THE PROBLEM -
Where the string "struct" shows up in a line of the records, copy that line.

ENTRIES PROVIDED -
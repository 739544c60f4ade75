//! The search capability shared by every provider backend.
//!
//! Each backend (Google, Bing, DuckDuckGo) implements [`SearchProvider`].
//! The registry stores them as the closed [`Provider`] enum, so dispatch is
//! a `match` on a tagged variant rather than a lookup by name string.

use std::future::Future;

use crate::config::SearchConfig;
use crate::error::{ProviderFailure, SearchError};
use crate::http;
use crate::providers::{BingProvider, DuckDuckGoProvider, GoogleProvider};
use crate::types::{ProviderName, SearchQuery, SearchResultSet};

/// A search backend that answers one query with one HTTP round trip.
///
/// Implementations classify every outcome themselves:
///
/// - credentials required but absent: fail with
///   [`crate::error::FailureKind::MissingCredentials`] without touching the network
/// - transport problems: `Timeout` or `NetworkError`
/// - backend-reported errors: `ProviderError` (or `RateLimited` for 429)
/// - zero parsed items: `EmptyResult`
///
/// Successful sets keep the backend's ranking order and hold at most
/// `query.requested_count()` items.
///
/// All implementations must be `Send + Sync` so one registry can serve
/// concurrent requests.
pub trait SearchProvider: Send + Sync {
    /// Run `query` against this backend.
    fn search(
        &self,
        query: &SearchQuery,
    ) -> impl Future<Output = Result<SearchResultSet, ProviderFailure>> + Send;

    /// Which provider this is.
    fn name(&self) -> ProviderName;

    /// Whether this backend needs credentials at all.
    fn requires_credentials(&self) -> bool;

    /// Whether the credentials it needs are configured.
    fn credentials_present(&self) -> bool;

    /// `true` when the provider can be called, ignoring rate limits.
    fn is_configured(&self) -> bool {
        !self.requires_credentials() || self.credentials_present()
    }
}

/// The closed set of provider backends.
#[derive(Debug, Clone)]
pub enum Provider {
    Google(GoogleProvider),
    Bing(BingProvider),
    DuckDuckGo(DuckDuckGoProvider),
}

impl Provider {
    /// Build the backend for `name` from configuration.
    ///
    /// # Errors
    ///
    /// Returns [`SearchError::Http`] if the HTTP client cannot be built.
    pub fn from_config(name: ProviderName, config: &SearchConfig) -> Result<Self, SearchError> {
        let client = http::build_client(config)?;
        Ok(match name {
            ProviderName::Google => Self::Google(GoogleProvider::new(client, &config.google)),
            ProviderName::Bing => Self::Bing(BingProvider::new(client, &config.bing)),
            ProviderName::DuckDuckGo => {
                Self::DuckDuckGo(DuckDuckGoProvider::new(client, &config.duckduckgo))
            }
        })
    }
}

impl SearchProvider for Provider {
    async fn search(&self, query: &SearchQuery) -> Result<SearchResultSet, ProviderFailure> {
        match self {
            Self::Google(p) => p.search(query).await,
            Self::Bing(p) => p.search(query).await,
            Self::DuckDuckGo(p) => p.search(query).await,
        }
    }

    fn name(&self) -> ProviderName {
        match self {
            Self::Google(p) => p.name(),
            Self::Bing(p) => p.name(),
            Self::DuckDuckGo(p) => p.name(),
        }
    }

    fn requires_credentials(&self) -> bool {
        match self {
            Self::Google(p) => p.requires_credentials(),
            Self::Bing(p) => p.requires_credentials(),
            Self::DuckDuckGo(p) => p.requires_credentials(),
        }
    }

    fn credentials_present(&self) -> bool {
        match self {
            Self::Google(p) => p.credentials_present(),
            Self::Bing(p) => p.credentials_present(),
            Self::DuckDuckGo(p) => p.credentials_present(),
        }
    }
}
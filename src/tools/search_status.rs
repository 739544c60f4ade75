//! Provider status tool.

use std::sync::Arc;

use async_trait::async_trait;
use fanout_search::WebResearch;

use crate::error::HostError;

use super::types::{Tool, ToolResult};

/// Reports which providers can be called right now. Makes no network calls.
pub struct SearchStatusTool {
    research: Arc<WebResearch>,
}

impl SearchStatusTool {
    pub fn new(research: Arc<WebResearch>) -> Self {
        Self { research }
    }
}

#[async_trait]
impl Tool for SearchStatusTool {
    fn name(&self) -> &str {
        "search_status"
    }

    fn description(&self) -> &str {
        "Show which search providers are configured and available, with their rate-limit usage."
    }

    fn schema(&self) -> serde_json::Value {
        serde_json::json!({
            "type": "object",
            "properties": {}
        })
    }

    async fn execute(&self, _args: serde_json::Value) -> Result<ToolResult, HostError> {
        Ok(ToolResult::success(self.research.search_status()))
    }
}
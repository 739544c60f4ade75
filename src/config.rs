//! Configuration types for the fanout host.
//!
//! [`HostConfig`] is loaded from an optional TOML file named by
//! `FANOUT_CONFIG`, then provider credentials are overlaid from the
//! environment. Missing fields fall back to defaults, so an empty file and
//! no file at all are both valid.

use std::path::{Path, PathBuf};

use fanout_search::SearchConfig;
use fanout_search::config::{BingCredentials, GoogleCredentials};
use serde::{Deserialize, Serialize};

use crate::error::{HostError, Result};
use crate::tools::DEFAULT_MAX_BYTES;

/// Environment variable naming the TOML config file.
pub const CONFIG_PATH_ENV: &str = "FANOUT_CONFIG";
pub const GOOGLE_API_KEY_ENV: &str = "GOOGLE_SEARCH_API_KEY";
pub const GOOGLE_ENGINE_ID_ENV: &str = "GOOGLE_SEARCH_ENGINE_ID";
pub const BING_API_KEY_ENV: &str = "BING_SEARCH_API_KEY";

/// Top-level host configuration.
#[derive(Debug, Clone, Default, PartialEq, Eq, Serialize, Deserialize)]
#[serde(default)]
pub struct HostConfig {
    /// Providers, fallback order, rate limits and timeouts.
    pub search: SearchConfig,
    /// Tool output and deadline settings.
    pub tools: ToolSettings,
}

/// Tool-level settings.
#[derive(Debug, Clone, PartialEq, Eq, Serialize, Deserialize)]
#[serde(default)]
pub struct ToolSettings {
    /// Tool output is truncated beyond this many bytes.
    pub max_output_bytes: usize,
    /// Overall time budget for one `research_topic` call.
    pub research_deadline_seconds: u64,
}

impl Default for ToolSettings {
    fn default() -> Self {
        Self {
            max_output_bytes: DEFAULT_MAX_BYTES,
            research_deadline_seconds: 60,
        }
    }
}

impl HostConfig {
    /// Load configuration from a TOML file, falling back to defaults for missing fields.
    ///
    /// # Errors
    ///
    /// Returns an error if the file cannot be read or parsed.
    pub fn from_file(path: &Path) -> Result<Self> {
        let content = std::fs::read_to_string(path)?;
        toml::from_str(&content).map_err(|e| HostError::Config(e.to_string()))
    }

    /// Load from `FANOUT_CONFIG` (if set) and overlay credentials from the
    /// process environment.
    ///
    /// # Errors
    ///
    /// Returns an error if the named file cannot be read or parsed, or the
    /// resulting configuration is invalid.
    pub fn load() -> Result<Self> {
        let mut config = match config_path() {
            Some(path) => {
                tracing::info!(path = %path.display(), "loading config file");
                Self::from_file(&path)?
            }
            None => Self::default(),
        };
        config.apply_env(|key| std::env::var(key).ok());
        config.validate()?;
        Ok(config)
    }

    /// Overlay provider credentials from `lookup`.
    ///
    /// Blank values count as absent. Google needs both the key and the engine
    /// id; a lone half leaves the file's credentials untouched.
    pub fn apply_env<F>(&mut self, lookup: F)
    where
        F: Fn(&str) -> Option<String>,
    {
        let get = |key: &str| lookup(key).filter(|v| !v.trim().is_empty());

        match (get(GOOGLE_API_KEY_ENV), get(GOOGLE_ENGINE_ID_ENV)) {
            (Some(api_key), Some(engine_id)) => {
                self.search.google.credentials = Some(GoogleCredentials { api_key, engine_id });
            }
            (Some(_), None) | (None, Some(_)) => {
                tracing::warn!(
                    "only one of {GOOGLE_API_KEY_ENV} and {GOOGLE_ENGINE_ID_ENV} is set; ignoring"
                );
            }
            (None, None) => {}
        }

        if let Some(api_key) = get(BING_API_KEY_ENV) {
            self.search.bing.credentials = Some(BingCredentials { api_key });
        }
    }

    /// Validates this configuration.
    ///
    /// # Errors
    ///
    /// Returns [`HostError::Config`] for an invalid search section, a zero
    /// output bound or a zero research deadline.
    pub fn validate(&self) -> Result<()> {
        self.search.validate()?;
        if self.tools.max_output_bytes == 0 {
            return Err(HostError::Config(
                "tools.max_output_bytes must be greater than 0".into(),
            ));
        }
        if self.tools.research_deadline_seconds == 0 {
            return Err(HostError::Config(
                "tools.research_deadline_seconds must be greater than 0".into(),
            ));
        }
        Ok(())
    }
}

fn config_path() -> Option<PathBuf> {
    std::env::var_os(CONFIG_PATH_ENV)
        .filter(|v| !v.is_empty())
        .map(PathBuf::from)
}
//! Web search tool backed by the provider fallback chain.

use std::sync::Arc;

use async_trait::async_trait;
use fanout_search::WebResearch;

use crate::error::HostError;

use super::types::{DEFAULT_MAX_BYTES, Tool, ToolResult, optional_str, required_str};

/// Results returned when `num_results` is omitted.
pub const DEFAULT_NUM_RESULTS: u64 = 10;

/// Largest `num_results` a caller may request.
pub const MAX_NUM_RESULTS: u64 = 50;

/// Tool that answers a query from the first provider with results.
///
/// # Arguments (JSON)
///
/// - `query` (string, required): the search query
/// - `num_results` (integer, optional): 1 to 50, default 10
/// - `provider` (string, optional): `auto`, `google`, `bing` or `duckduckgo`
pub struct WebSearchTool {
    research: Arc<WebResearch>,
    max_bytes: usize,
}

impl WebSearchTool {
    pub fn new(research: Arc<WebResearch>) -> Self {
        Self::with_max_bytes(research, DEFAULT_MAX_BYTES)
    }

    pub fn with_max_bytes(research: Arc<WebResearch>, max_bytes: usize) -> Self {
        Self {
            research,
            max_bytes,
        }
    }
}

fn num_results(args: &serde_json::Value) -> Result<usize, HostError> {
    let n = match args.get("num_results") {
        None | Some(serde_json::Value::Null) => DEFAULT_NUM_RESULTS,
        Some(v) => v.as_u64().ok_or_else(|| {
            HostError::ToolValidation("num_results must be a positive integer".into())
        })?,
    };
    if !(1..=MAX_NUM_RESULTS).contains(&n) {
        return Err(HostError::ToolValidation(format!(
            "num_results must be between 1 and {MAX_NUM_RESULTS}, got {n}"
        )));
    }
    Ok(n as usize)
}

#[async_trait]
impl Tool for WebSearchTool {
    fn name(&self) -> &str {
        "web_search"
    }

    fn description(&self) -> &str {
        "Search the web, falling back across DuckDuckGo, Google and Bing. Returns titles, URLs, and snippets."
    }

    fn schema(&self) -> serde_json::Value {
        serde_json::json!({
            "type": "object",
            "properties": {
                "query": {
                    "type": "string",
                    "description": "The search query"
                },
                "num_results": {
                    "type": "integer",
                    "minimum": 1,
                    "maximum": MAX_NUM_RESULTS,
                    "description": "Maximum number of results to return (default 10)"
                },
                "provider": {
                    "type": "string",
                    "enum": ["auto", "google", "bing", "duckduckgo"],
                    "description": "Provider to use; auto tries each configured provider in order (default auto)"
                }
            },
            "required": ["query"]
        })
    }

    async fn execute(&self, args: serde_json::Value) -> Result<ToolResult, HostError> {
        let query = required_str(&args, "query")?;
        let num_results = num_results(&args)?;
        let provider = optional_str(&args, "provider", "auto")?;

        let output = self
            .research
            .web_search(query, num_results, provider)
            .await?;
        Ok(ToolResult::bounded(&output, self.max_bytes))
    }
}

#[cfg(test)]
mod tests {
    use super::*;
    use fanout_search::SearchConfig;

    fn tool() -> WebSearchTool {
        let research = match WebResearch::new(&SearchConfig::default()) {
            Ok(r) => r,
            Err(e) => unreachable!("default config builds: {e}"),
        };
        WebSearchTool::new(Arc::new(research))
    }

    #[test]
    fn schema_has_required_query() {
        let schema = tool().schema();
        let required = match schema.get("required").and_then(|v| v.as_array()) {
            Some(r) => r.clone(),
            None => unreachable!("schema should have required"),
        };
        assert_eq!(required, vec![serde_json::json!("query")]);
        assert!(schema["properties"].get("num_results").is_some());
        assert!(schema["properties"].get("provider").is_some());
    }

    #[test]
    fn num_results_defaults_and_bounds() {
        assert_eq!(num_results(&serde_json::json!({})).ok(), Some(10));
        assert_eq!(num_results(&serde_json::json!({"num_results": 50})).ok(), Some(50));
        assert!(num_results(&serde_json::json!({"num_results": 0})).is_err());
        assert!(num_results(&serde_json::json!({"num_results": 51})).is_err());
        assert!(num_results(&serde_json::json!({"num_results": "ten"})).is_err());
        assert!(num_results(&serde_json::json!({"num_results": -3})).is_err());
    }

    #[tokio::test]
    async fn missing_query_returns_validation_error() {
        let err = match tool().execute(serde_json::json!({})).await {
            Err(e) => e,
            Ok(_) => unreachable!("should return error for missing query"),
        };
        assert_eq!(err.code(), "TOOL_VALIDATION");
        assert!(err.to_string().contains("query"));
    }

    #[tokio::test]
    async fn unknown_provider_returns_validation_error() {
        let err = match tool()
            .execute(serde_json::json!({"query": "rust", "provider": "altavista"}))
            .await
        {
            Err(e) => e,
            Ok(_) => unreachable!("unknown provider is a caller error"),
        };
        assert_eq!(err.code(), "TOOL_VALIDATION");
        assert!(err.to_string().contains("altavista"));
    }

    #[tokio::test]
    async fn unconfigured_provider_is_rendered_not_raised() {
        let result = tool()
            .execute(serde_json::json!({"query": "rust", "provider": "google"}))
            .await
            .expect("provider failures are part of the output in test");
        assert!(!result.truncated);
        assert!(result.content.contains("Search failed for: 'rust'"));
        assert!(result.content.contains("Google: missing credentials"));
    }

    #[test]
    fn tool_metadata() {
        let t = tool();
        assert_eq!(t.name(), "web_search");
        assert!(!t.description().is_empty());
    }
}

EXERCISE RESULT -
pub struct SearchStatusTool {
pub struct HostConfig {
pub struct ToolSettings {
pub struct WebSearchTool {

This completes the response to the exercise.